*Required action:* Below are entries. Pull out all lines containing "반환합니다".

*Records for processing:*

//! 설정 관리 -- portfwd.toml 파싱 및 런타임 설정
//!
//! [`PortfwdConfig`]는 모든 모듈의 설정을 담는 최상위 구조체입니다.
//!
//! # 설정 로딩 우선순위
//! 1. CLI 인자 (최고 우선)
//! 2. 환경변수 (`PORTFWD_UNIFI_PASSWORD=...` 형식)
//! 3. 설정 파일 (`portfwd.toml`)
//! 4. 기본값 (`Default` 구현)
//!
//! # 사용 예시
//! ```no_run
//! # async fn example() -> Result<(), portfwd_core::error::PortfwdError> {
//! use portfwd_core::config::PortfwdConfig;
//!
//! // 파일에서 로드 + 환경변수 오버라이드
//! let config = PortfwdConfig::load("portfwd.toml").await?;
//!
//! // TOML 문자열에서 직접 파싱
//! let config = PortfwdConfig::parse("[general]\nlog_level = \"debug\"")?;
//! # Ok(())
//! # }
//! ```

use std::path::Path;

use serde::{Deserialize, Serialize};
use tracing::warn;

use crate::error::{ConfigError, PortfwdError};

/// 기본 어노테이션 도메인
pub const DEFAULT_DOMAIN: &str = "port-forward-controller.atte.cloud";

/// 설정 상한값 상수
const MAX_REQUEUE_SECS: u64 = 3600;
const MAX_APPLIANCE_TIMEOUT_SECS: u64 = 300;
const MAX_HEALTH_INTERVAL_SECS: u64 = 3600;

/// portfwd 통합 설정
///
/// `portfwd.toml` 파일의 최상위 구조를 나타냅니다.
/// 각 모듈은 자기 섹션만 읽어 사용합니다.
#[derive(Debug, Clone, Default, Serialize, Deserialize)]
pub struct PortfwdConfig {
    /// 일반 설정
    #[serde(default)]
    pub general: GeneralConfig,
    /// 컨트롤러 설정
    #[serde(default)]
    pub controller: ControllerConfig,
    /// UniFi 어플라이언스 설정
    #[serde(default)]
    pub unifi: UnifiConfig,
    /// 메트릭 설정
    #[serde(default)]
    pub metrics: MetricsConfig,
}

impl PortfwdConfig {
    /// TOML 파일에서 설정을 로드하고 환경변수 오버라이드를 적용합니다.
    pub async fn load(path: impl AsRef<Path>) -> Result<Self, PortfwdError> {
        let mut config = Self::from_file(path).await?;
        config.apply_env_overrides();
        config.validate()?;
        Ok(config)
    }

    /// TOML 파일에서 설정을 로드합니다 (환경변수 오버라이드 없음, 검증 없음).
    ///
    /// 비밀번호처럼 환경변수로만 주입되는 값이 있으므로 검증은 [`load`](Self::load)에서 수행합니다.
    pub async fn from_file(path: impl AsRef<Path>) -> Result<Self, PortfwdError> {
        let path = path.as_ref();
        let content = tokio::fs::read_to_string(path).await.map_err(|e| {
            if e.kind() == std::io::ErrorKind::NotFound {
                PortfwdError::Config(ConfigError::FileNotFound {
                    path: path.display().to_string(),
                })
            } else {
                PortfwdError::Io(e)
            }
        })?;
        Self::parse(&content)
    }

    /// TOML 문자열에서 설정을 파싱합니다.
    pub fn parse(toml_str: &str) -> Result<Self, PortfwdError> {
        toml::from_str(toml_str).map_err(|e| {
            PortfwdError::Config(ConfigError::ParseFailed {
                reason: e.to_string(),
            })
        })
    }

    /// 환경변수로 설정값을 오버라이드합니다.
    ///
    /// 환경변수 네이밍 규칙: `PORTFWD_{SECTION}_{FIELD}`
    /// 예: `PORTFWD_UNIFI_BASE_URL=https://192.168.1.1`
    pub fn apply_env_overrides(&mut self) {
        // General
        override_string(&mut self.general.log_level, "PORTFWD_GENERAL_LOG_LEVEL");
        override_string(&mut self.general.log_format, "PORTFWD_GENERAL_LOG_FORMAT");

        // Controller
        override_string(&mut self.controller.domain, "PORTFWD_CONTROLLER_DOMAIN");
        override_string(&mut self.controller.namespace, "PORTFWD_CONTROLLER_NAMESPACE");
        override_u64(
            &mut self.controller.error_requeue_secs,
            "PORTFWD_CONTROLLER_ERROR_REQUEUE_SECS",
        );
        override_u64(
            &mut self.controller.appliance_timeout_secs,
            "PORTFWD_CONTROLLER_APPLIANCE_TIMEOUT_SECS",
        );
        override_u64(
            &mut self.controller.health_interval_secs,
            "PORTFWD_CONTROLLER_HEALTH_INTERVAL_SECS",
        );

        // UniFi
        override_string(&mut self.unifi.base_url, "PORTFWD_UNIFI_BASE_URL");
        override_string(&mut self.unifi.site, "PORTFWD_UNIFI_SITE");
        override_string(&mut self.unifi.username, "PORTFWD_UNIFI_USERNAME");
        override_string(&mut self.unifi.password, "PORTFWD_UNIFI_PASSWORD");
        override_bool(&mut self.unifi.insecure, "PORTFWD_UNIFI_INSECURE");

        // Metrics
        override_bool(&mut self.metrics.enabled, "PORTFWD_METRICS_ENABLED");
        override_string(&mut self.metrics.listen_addr, "PORTFWD_METRICS_LISTEN_ADDR");
        override_u16(&mut self.metrics.port, "PORTFWD_METRICS_PORT");
    }

    /// 설정값의 유효성을 검증합니다.
    pub fn validate(&self) -> Result<(), PortfwdError> {
        let valid_levels = ["trace", "debug", "info", "warn", "error"];
        if !valid_levels.contains(&self.general.log_level.as_str()) {
            return Err(invalid(
                "general.log_level",
                format!("must be one of: {}", valid_levels.join(", ")),
            ));
        }

        let valid_formats = ["json", "pretty"];
        if !valid_formats.contains(&self.general.log_format.as_str()) {
            return Err(invalid(
                "general.log_format",
                format!("must be one of: {}", valid_formats.join(", ")),
            ));
        }

        if self.controller.domain.is_empty() {
            return Err(invalid("controller.domain", "must not be empty".to_owned()));
        }
        if self.controller.domain.contains('/') {
            return Err(invalid(
                "controller.domain",
                "must not contain '/'".to_owned(),
            ));
        }

        if self.controller.error_requeue_secs == 0
            || self.controller.error_requeue_secs > MAX_REQUEUE_SECS
        {
            return Err(invalid(
                "controller.error_requeue_secs",
                format!("must be 1-{MAX_REQUEUE_SECS}"),
            ));
        }

        if self.controller.appliance_timeout_secs == 0
            || self.controller.appliance_timeout_secs > MAX_APPLIANCE_TIMEOUT_SECS
        {
            return Err(invalid(
                "controller.appliance_timeout_secs",
                format!("must be 1-{MAX_APPLIANCE_TIMEOUT_SECS}"),
            ));
        }

        if self.controller.health_interval_secs == 0
            || self.controller.health_interval_secs > MAX_HEALTH_INTERVAL_SECS
        {
            return Err(invalid(
                "controller.health_interval_secs",
                format!("must be 1-{MAX_HEALTH_INTERVAL_SECS}"),
            ));
        }

        if self.unifi.base_url.is_empty() {
            return Err(invalid("unifi.base_url", "must not be empty".to_owned()));
        }
        if !self.unifi.base_url.starts_with("http://") && !self.unifi.base_url.starts_with("https://")
        {
            return Err(invalid(
                "unifi.base_url",
                "must start with http:// or https://".to_owned(),
            ));
        }
        if self.unifi.site.is_empty() {
            return Err(invalid("unifi.site", "must not be empty".to_owned()));
        }

        if self.metrics.enabled && self.metrics.port == 0 {
            return Err(invalid(
                "metrics.port",
                "must be non-zero when metrics are enabled".to_owned(),
            ));
        }

        Ok(())
    }

    /// 마커 어노테이션 키를 반환합니다 (`<domain>/enable`).
    pub fn marker_annotation(&self) -> String {
        format!("{}/enable", self.controller.domain)
    }

    /// finalizer 토큰을 반환합니다 (`finalizer.<domain>/v1`).
    pub fn finalizer_name(&self) -> String {
        format!("finalizer.{}/v1", self.controller.domain)
    }
}

fn invalid(field: &str, reason: String) -> PortfwdError {
    ConfigError::InvalidValue {
        field: field.to_owned(),
        reason,
    }
    .into()
}

/// 일반 설정
#[derive(Debug, Clone, Serialize, Deserialize)]
#[serde(default)]
pub struct GeneralConfig {
    /// 로그 레벨 (trace, debug, info, warn, error)
    pub log_level: String,
    /// 로그 형식 (json, pretty)
    pub log_format: String,
}

impl Default for GeneralConfig {
    fn default() -> Self {
        Self {
            log_level: "info".to_owned(),
            log_format: "json".to_owned(),
        }
    }
}

/// 컨트롤러 설정
#[derive(Debug, Clone, Serialize, Deserialize)]
#[serde(default)]
pub struct ControllerConfig {
    /// 어노테이션/finalizer 도메인
    pub domain: String,
    /// 감시할 네임스페이스 (빈 문자열이면 전체)
    pub namespace: String,
    /// 조정 실패 시 재시도 간격 (초)
    pub error_requeue_secs: u64,
    /// 어플라이언스 호출 1회당 타임아웃 (초)
    pub appliance_timeout_secs: u64,
    /// 상태 점검 로그 주기 (초)
    pub health_interval_secs: u64,
}

impl Default for ControllerConfig {
    fn default() -> Self {
        Self {
            domain: DEFAULT_DOMAIN.to_owned(),
            namespace: String::new(),
            error_requeue_secs: 30,
            appliance_timeout_secs: 15,
            health_interval_secs: 60,
        }
    }
}

/// UniFi 어플라이언스 설정
#[derive(Clone, Serialize, Deserialize)]
#[serde(default)]
pub struct UnifiConfig {
    /// 컨트롤러 URL (예: `https://192.168.1.1`)
    pub base_url: String,
    /// 사이트 이름
    pub site: String,
    /// 로그인 사용자
    pub username: String,
    /// 로그인 비밀번호 (환경변수 `PORTFWD_UNIFI_PASSWORD` 권장)
    pub password: String,
    /// TLS 인증서 검증 생략 여부 (자체 서명 인증서용)
    pub insecure: bool,
}

impl Default for UnifiConfig {
    fn default() -> Self {
        Self {
            base_url: "https://unifi:8443".to_owned(),
            site: "default".to_owned(),
            username: String::new(),
            password: String::new(),
            insecure: false,
        }
    }
}

// 비밀번호가 로그에 남지 않도록 Debug를 직접 구현
impl std::fmt::Debug for UnifiConfig {
    fn fmt(&self, f: &mut std::fmt::Formatter<'_>) -> std::fmt::Result {
        f.debug_struct("UnifiConfig")
            .field("base_url", &self.base_url)
            .field("site", &self.site)
            .field("username", &self.username)
            .field("password", &"***")
            .field("insecure", &self.insecure)
            .finish()
    }
}

/// 메트릭 설정
#[derive(Debug, Clone, Serialize, Deserialize)]
#[serde(default)]
pub struct MetricsConfig {
    /// 활성화 여부
    pub enabled: bool,
    /// 수신 주소
    pub listen_addr: String,
    /// 수신 포트
    pub port: u16,
    /// 노출 경로 (현재 `/metrics`만 지원)
    pub endpoint: String,
}

impl Default for MetricsConfig {
    fn default() -> Self {
        Self {
            enabled: true,
            listen_addr: "0.0.0.0".to_owned(),
            port: 9090,
            endpoint: "/metrics".to_owned(),
        }
    }
}

// --- 환경변수 오버라이드 헬퍼 ---

fn override_string(target: &mut String, env_key: &str) {
    if let Ok(val) = std::env::var(env_key) {
        *target = val;
    }
}

fn override_bool(target: &mut bool, env_key: &str) {
    if let Ok(val) = std::env::var(env_key) {
        match val.parse::<bool>() {
            Ok(parsed) => *target = parsed,
            Err(_) => warn!(
                env_key,
                value = val.as_str(),
                "failed to parse bool from env var, ignoring"
            ),
        }
    }
}

fn override_u16(target: &mut u16, env_key: &str) {
    if let Ok(val) = std::env::var(env_key) {
        match val.parse::<u16>() {
            Ok(parsed) => *target = parsed,
            Err(_) => warn!(
                env_key,
                value = val.as_str(),
                "failed to parse u16 from env var, ignoring"
            ),
        }
    }
}

fn override_u64(target: &mut u64, env_key: &str) {
    if let Ok(val) = std::env::var(env_key) {
        match val.parse::<u64>() {
            Ok(parsed) => *target = parsed,
            Err(_) => warn!(
                env_key,
                value = val.as_str(),
                "failed to parse u64 from env var, ignoring"
            ),
        }
    }
}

*Output of the exercise:*
    /// 마커 어노테이션 키를 반환합니다 (`<domain>/enable`).
    /// finalizer 토큰을 반환합니다 (`finalizer.<domain>/v1`).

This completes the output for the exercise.